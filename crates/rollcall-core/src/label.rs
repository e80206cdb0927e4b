//! Label value sanitization.

use std::fmt;

/// Replace every character outside `[A-Za-z0-9]` with `_`.
///
/// Total and deterministic. The output has as many characters as the input.
/// Distinct names can map to the same label (`"A B"` and `"A.B"` both give
/// `"A_B"`); their series then share one value and the latest write wins.
pub fn sanitize(raw: &str) -> String {
    raw.chars()
        .map(|c| if c.is_ascii_alphanumeric() { c } else { '_' })
        .collect()
}

/// Sanitized label value.
#[derive(Debug, Clone, PartialEq, Eq, Hash, PartialOrd, Ord)]
pub struct Label(String);

impl Label {
    pub fn from_raw(raw: &str) -> Self {
        Label(sanitize(raw))
    }

    pub fn as_str(&self) -> &str {
        &self.0
    }
}

impl fmt::Display for Label {
    fn fmt(&self, f: &mut fmt::Formatter<'_>) -> fmt::Result {
        f.write_str(&self.0)
    }
}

- - - - - - -

▶ **PROBLEM**: What you give back should be the full listing, copied exactly.

▶ **RESULT**:
filename crates/rollcall-core/src/label.rs
repository e80206cdb0927e4b
//! Label value sanitization.

use std::fmt;

/// Replace every character outside `[A-Za-z0-9]` with `_`.
///
/// Total and deterministic. The output has as many characters as the input.
/// Distinct names can map to the same label (`"A B"` and `"A.B"` both give
/// `"A_B"`); their series then share one value and the latest write wins.
pub fn sanitize(raw: &str) -> String {
    raw.chars()
        .map(|c| if c.is_ascii_alphanumeric() { c } else { '_' })
        .collect()
}

/// Sanitized label value.
#[derive(Debug, Clone, PartialEq, Eq, Hash, PartialOrd, Ord)]
pub struct Label(String);

impl Label {
    pub fn from_raw(raw: &str) -> Self {
        Label(sanitize(raw))
    }

    pub fn as_str(&self) -> &str {
        &self.0
    }
}

impl fmt::Display for Label {
    fn fmt(&self, f: &mut fmt::Formatter<'_>) -> fmt::Result {
        f.write_str(&self.0)
    }
}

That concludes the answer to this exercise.